Jawahar is the Managing Director at Uzabase Sri Lanka and the Chief Research Officer overseeing research teams based in Colombo, Singapore, and Shanghai. Two Tokyo-based investment bankers and a Systems Consultant founded Uzabase in 2008 to develop a platform as a source for data and information to the global financial industry.
However, they didn’t envision another research firm either. Investors and portfolio managers constantly probe various sources from public information to industry reports, corporate announcements and financials, market data, and the news, and collect a multitudeof information and data, analysed to formulate business strategies. But what if there was a single platform for all this?
“That was what the founders of Uzabase wanted to create, a Google for business intelligence,” Jawahar says. For the startup to successfully challenge Bloomberg’s position in Japan, Uzabase had to provide unrivalled coverage in terms of breadth and depth, at unmatched speed.
“How fast? Wow fast”, reads Uzabase’s value statement. It created a subscription-based platform for business intelligence called Speeda that provides industry and company research but also deep-dives into supply chains.

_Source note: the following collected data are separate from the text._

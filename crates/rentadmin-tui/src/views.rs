// Copyright 2026 Phillip Cloud
// Licensed under the Apache License, Version 2.0

//! Columns, detail panes and row actions for each resource tab.

use ratatui::style::{Color, Style};
use ratatui::text::{Line, Span};
use rentadmin_app::resources::{lease_hooks, payment_hooks, property_hooks, tenant_hooks};
use rentadmin_app::{
    EntityBackend, EntityController, Lease, LeaseFormInput, LeaseStatus, Payment,
    PaymentFormInput, PaymentStatus, Property, PropertyFormInput, PropertyStatus, TabKind, Tenant,
    TenantFormInput, format_money,
};
use time::OffsetDateTime;
use time::macros::format_description;

use crate::screen::{CustomAction, ResourceScreen};
use crate::table::{CellValue, Column, EntityTable, RowActionSpec};

pub const MARK_PAID: &str = "mark_paid";
pub const END_LEASE: &str = "end_lease";

fn styled(text: &str, color: Color) -> CellValue {
    CellValue::Styled(Line::from(Span::styled(
        text.to_owned(),
        Style::default().fg(color),
    )))
}

fn property_status_cell(status: PropertyStatus) -> CellValue {
    let color = match status {
        PropertyStatus::Available => Color::Green,
        PropertyStatus::Rented => Color::Blue,
        PropertyStatus::Maintenance => Color::Yellow,
    };
    styled(status.as_str(), color)
}

fn lease_status_cell(status: LeaseStatus) -> CellValue {
    let color = match status {
        LeaseStatus::Active => Color::Green,
        LeaseStatus::Ended => Color::DarkGray,
        LeaseStatus::Terminated => Color::Red,
    };
    styled(status.as_str(), color)
}

fn payment_status_cell(status: PaymentStatus) -> CellValue {
    let color = match status {
        PaymentStatus::Paid => Color::Green,
        PaymentStatus::Pending => Color::Yellow,
        PaymentStatus::Late => Color::Red,
    };
    styled(status.as_str(), color)
}

fn optional_text<N: ToString>(value: Option<N>) -> String {
    value.map(|value| value.to_string()).unwrap_or_default()
}

fn timestamp(value: Option<OffsetDateTime>) -> String {
    let Some(value) = value else {
        return String::new();
    };
    value
        .format(format_description!("[year]-[month]-[day] [hour]:[minute]"))
        .unwrap_or_default()
}

pub fn property_screen(
    backend: EntityBackend<Property, PropertyFormInput>,
) -> ResourceScreen<Property, PropertyFormInput> {
    let hooks = property_hooks();
    let table = EntityTable::new(
        vec![
            Column::new("name", "name", |p: &Property| CellValue::text(&p.name)).truncated(24),
            Column::new("address", "address", |p: &Property| CellValue::text(&p.address))
                .truncated(28),
            Column::new("city", "city", |p: &Property| CellValue::text(&p.city)),
            Column::new("kind", "kind", |p: &Property| CellValue::text(p.kind.as_str())),
            Column::new("status", "status", |p: &Property| {
                property_status_cell(p.status)
            }),
            Column::new("rent", "rent", |p: &Property| {
                CellValue::text(format_money(p.monthly_rent_cents))
            })
            .sorted_by(|p| p.monthly_rent_cents),
            Column::new("rooms", "rooms", |p: &Property| {
                CellValue::text(optional_text(p.bedrooms))
            })
            .sorted_by(|p| i64::from(p.bedrooms.unwrap_or(0))),
        ],
        hooks.id,
        hooks.name,
    );
    ResourceScreen::new(
        TabKind::Properties,
        EntityController::new(hooks, backend),
        table,
        |p| {
            vec![
                ("id", p.id.to_string()),
                ("name", p.name.clone()),
                ("address", p.address.clone()),
                ("city", p.city.clone()),
                ("kind", p.kind.as_str().to_owned()),
                ("status", p.status.as_str().to_owned()),
                ("monthly rent", format_money(p.monthly_rent_cents)),
                ("bedrooms", optional_text(p.bedrooms)),
                ("bathrooms", optional_text(p.bathrooms)),
                ("area m2", optional_text(p.area_m2)),
                ("description", p.description.clone()),
                ("created", timestamp(p.created_at)),
                ("updated", timestamp(p.updated_at)),
            ]
        },
    )
}

pub fn tenant_screen(
    backend: EntityBackend<Tenant, TenantFormInput>,
) -> ResourceScreen<Tenant, TenantFormInput> {
    let hooks = tenant_hooks();
    let table = EntityTable::new(
        vec![
            Column::new("name", "name", |t: &Tenant| CellValue::text(t.full_name())).truncated(28),
            Column::new("email", "email", |t: &Tenant| CellValue::text(&t.email)).truncated(30),
            Column::new("phone", "phone", |t: &Tenant| CellValue::text(&t.phone)),
            Column::new("document", "document", |t: &Tenant| {
                CellValue::text(&t.document_number)
            }),
        ],
        hooks.id,
        hooks.name,
    );
    ResourceScreen::new(
        TabKind::Tenants,
        EntityController::new(hooks, backend),
        table,
        |t| {
            vec![
                ("id", t.id.to_string()),
                ("name", t.full_name()),
                ("email", t.email.clone()),
                ("phone", t.phone.clone()),
                ("document", t.document_number.clone()),
                ("notes", t.notes.clone()),
                ("created", timestamp(t.created_at)),
                ("updated", timestamp(t.updated_at)),
            ]
        },
    )
}

pub fn lease_screen(
    backend: EntityBackend<Lease, LeaseFormInput>,
) -> ResourceScreen<Lease, LeaseFormInput> {
    let hooks = lease_hooks();
    let table = EntityTable::new(
        vec![
            Column::new("id", "lease", |l: &Lease| CellValue::text(format!("#{}", l.id)))
                .sorted_by(|l| l.id.get()),
            Column::new("property", "property", |l: &Lease| {
                CellValue::text(l.property_id.to_string())
            })
            .sorted_by(|l| l.property_id.get()),
            Column::new("tenant", "tenant", |l: &Lease| {
                CellValue::text(l.tenant_id.to_string())
            })
            .sorted_by(|l| l.tenant_id.get()),
            Column::new("start", "start", |l: &Lease| {
                CellValue::text(l.start_date.to_string())
            }),
            Column::new("end", "end", |l: &Lease| CellValue::text(optional_text(l.end_date))),
            Column::new("rent", "rent", |l: &Lease| {
                CellValue::text(format_money(l.monthly_rent_cents))
            })
            .sorted_by(|l| l.monthly_rent_cents),
            Column::new("status", "status", |l: &Lease| lease_status_cell(l.status)),
        ],
        hooks.id,
        hooks.name,
    );
    let end_lease = CustomAction {
        spec: RowActionSpec {
            action: END_LEASE,
            label: "End lease",
        },
        apply: |lease: &Lease| LeaseFormInput {
            status: LeaseStatus::Ended,
            ..rentadmin_app::resources::lease_form(lease)
        },
    };
    ResourceScreen::new(
        TabKind::Leases,
        EntityController::new(hooks, backend),
        table,
        |l| {
            vec![
                ("id", l.id.to_string()),
                ("property", l.property_id.to_string()),
                ("tenant", l.tenant_id.to_string()),
                ("start", l.start_date.to_string()),
                ("end", optional_text(l.end_date)),
                ("monthly rent", format_money(l.monthly_rent_cents)),
                (
                    "deposit",
                    l.deposit_cents.map(format_money).unwrap_or_default(),
                ),
                ("status", l.status.as_str().to_owned()),
                ("notes", l.notes.clone()),
                ("created", timestamp(l.created_at)),
                ("updated", timestamp(l.updated_at)),
            ]
        },
    )
    .with_actions(vec![end_lease])
}

pub fn payment_screen(
    backend: EntityBackend<Payment, PaymentFormInput>,
) -> ResourceScreen<Payment, PaymentFormInput> {
    let hooks = payment_hooks();
    let table = EntityTable::new(
        vec![
            Column::new("id", "payment", |p: &Payment| CellValue::text(format!("#{}", p.id)))
                .sorted_by(|p| p.id.get()),
            Column::new("lease", "lease", |p: &Payment| {
                CellValue::text(format!("#{}", p.lease_id))
            })
            .sorted_by(|p| p.lease_id.get()),
            Column::new("amount", "amount", |p: &Payment| {
                CellValue::text(format_money(p.amount_cents))
            })
            .sorted_by(|p| p.amount_cents),
            Column::new("paid_on", "paid on", |p: &Payment| {
                CellValue::text(p.paid_on.to_string())
            }),
            Column::new("method", "method", |p: &Payment| {
                CellValue::text(p.method.as_str())
            }),
            Column::new("status", "status", |p: &Payment| payment_status_cell(p.status)),
            Column::new("reference", "reference", |p: &Payment| {
                CellValue::text(&p.reference)
            })
            .truncated(16)
            .unsortable(),
        ],
        hooks.id,
        hooks.name,
    );
    let mark_paid = CustomAction {
        spec: RowActionSpec {
            action: MARK_PAID,
            label: "Mark paid",
        },
        apply: |payment: &Payment| PaymentFormInput {
            status: PaymentStatus::Paid,
            ..rentadmin_app::resources::payment_form(payment)
        },
    };
    ResourceScreen::new(
        TabKind::Payments,
        EntityController::new(hooks, backend),
        table,
        |p| {
            vec![
                ("id", p.id.to_string()),
                ("lease", p.lease_id.to_string()),
                ("amount", format_money(p.amount_cents)),
                ("paid on", p.paid_on.to_string()),
                ("method", p.method.as_str().to_owned()),
                ("status", p.status.as_str().to_owned()),
                ("reference", p.reference.clone()),
                ("notes", p.notes.clone()),
                ("created", timestamp(p.created_at)),
                ("updated", timestamp(p.updated_at)),
            ]
        },
    )
    .with_actions(vec![mark_paid])
}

For instance, while Speeda covers the automotive industry, it also provides reports on critical sectors within that space such as companies manufacturing car seats, brake equipment, tyres, and more.
“If a client wants to invest in a niche sector down the value chain, they can get information from Speeda. They can also reach out to us for information that is not available in a report either because the industry sub-sector or company is too small to be visible, and we will do the research,” says Shari Jayasekara Adaman, Director, Global Content Team.

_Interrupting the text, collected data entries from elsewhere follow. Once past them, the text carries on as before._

fn step(current: usize, delta: isize, len: usize) -> usize {
    if len == 0 {
        return 0;
    }
    let max = len as isize - 1;
    (current as isize + delta).clamp(0, max) as usize
}

fn render_popup(frame: &mut ratatui::Frame<'_>, area: Rect, title: &str, lines: Vec<String>) {
    let width = lines
        .iter()
        .map(|line| line.chars().count())
        .max()
        .unwrap_or(0)
        .max(title.len()) as u16
        + 4;
    let height = lines.len() as u16 + 2;
    let popup = Rect {
        x: area.x + area.width.saturating_sub(width + 1),
        y: area.y + 2,
        width: width.min(area.width),
        height: height.min(area.height.saturating_sub(2)),
    };
    frame.render_widget(Clear, popup);
    frame.render_widget(
        Paragraph::new(lines.join("\n")).block(Block::default().borders(Borders::ALL).title(title)),
        popup,
    );
}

Uzabase’s clientele comprises global investment banks, venture capital firms, and consultancies including global brands, and the leading Japanese auto manufacturers. Despite the global covid-19 pandemic, the demand for market research is growing and analysts in Colombo are publishing reports documenting the latest trends in artificial intelligence, internet-of-things, healthcare, and education to name a few.
“Covid-19 is on everyone’s minds but the focus on emerging trends and the future of industries is as intense,” Jawahar says. (please see Tomorrow’s World) I n 2016, Forbes named Uzabase one of Japan’s top 10 startups, the same year it got listed on the Tokyo Stock Exchange and started the Colombo research centre with just seven people.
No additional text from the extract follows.